▶ WHAT TO DO
The first line of the entries below, the line containing "use crate::db;", and every line between them should be repeated exactly, and nothing else.
(RECORDS FOR THE TASK Opens)
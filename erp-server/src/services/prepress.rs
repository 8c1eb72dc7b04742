//! Prepress desk: designer assignment and artwork status
//!
//! Completing prepress work advances the job card out of Prepress in the
//! same transaction.

use shared::error::{AppError, ErrorCode};
use shared::models::department;
use shared::models::{JobStatus, PrepressAssign, PrepressJob, PrepressStatus, PrepressStatusUpdate};
use sqlx::PgPool;

use super::workflow;
use crate::auth::CurrentUser;
use crate::db;
use crate::db::job_cards::HistoryRecord;
use crate::error::ServiceResult;
use crate::util::non_blank;

async fn load(pool: &PgPool, id: i64) -> ServiceResult<(PrepressJob, PrepressStatus)> {
    let job = db::prepress::find_by_id(pool, id)
        .await?
        .ok_or(ErrorCode::PrepressJobNotFound)?;
    let status = PrepressStatus::from_db(&job.status).ok_or(ErrorCode::InvalidPrepressTransition)?;
    Ok((job, status))
}

/// Assign (or reassign) the designer
pub async fn assign(pool: &PgPool, id: i64, data: &PrepressAssign) -> ServiceResult<PrepressJob> {
    let (job, status) = load(pool, id).await?;
    if !matches!(status, PrepressStatus::Pending | PrepressStatus::Assigned) {
        return Err(AppError::transition(
            ErrorCode::InvalidPrepressTransition,
            status.as_db(),
            PrepressStatus::Assigned.as_db(),
        )
        .into());
    }

    db::users::find_by_id(pool, data.designer_id)
        .await?
        .filter(|u| u.is_active)
        .ok_or(ErrorCode::DesignerNotFound)?;

    let remarks = data.remarks.as_deref().and_then(non_blank);
    if !db::prepress::assign(pool, job.id, status.as_db(), data.designer_id, remarks).await? {
        return Err(ErrorCode::JobStateChanged.into());
    }

    tracing::info!(prepress_id = id, designer_id = data.designer_id, "Designer assigned");
    Ok(load(pool, id).await?.0)
}

pub async fn update_status(
    pool: &PgPool,
    user: &CurrentUser,
    id: i64,
    data: &PrepressStatusUpdate,
) -> ServiceResult<PrepressJob> {
    let (job, status) = load(pool, id).await?;
    let target = data.status;
    if !status.can_transition_to(target) {
        return Err(AppError::transition(
            ErrorCode::InvalidPrepressTransition,
            status.as_db(),
            target.as_db(),
        )
        .into());
    }
    if target == PrepressStatus::Assigned && job.assigned_designer_id.is_none() {
        return Err(AppError::required("designer_id").into());
    }
    let remarks = data.remarks.as_deref().and_then(non_blank);

    let mut tx = pool.begin().await?;
    if !db::prepress::set_status(&mut *tx, id, status.as_db(), target.as_db(), remarks).await? {
        return Err(ErrorCode::JobStateChanged.into());
    }

    match target {
        PrepressStatus::InProgress => {
            // Artwork work starting also starts the job card
            if db::job_cards::set_status(
                &mut *tx,
                job.job_card_id,
                &[JobStatus::Pending.as_db()],
                JobStatus::InProgress.as_db(),
            )
            .await?
            {
                db::job_cards::insert_history(
                    &mut *tx,
                    &HistoryRecord {
                        job_card_id: job.job_card_id,
                        action: "started",
                        from_department: Some(department::PREPRESS),
                        to_department: Some(department::PREPRESS),
                        status: JobStatus::InProgress.as_db(),
                        remarks,
                        user_id: user.id,
                    },
                )
                .await?;
            }
        }
        PrepressStatus::Completed => {
            let card = db::job_cards::find_by_id(&mut *tx, job.job_card_id)
                .await?
                .ok_or(ErrorCode::JobNotFound)?;
            if !card
                .current_department
                .as_deref()
                .is_some_and(department::is_prepress)
            {
                return Err(AppError::with_message(
                    ErrorCode::InvalidJobTransition,
                    "Job card is not in Prepress",
                )
                .into());
            }
            workflow::advance_job(&mut *tx, &card, user, remarks).await?;
        }
        _ => {}
    }

    tx.commit().await?;

    tracing::info!(
        prepress_id = id,
        from = status.as_db(),
        to = target.as_db(),
        "Prepress status changed"
    );
    Ok(load(pool, id).await?.0)
}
(RECORDS FOR THE TASK Closes)
▶ EXPECTED ANSWER
filename erp-server/src/services/prepress.rs
repository 8c1eb72dc7b04742
//! Prepress desk: designer assignment and artwork status
//!
//! Completing prepress work advances the job card out of Prepress in the
//! same transaction.

use shared::error::{AppError, ErrorCode};
use shared::models::department;
use shared::models::{JobStatus, PrepressAssign, PrepressJob, PrepressStatus, PrepressStatusUpdate};
use sqlx::PgPool;

use super::workflow;
use crate::auth::CurrentUser;
use crate::db;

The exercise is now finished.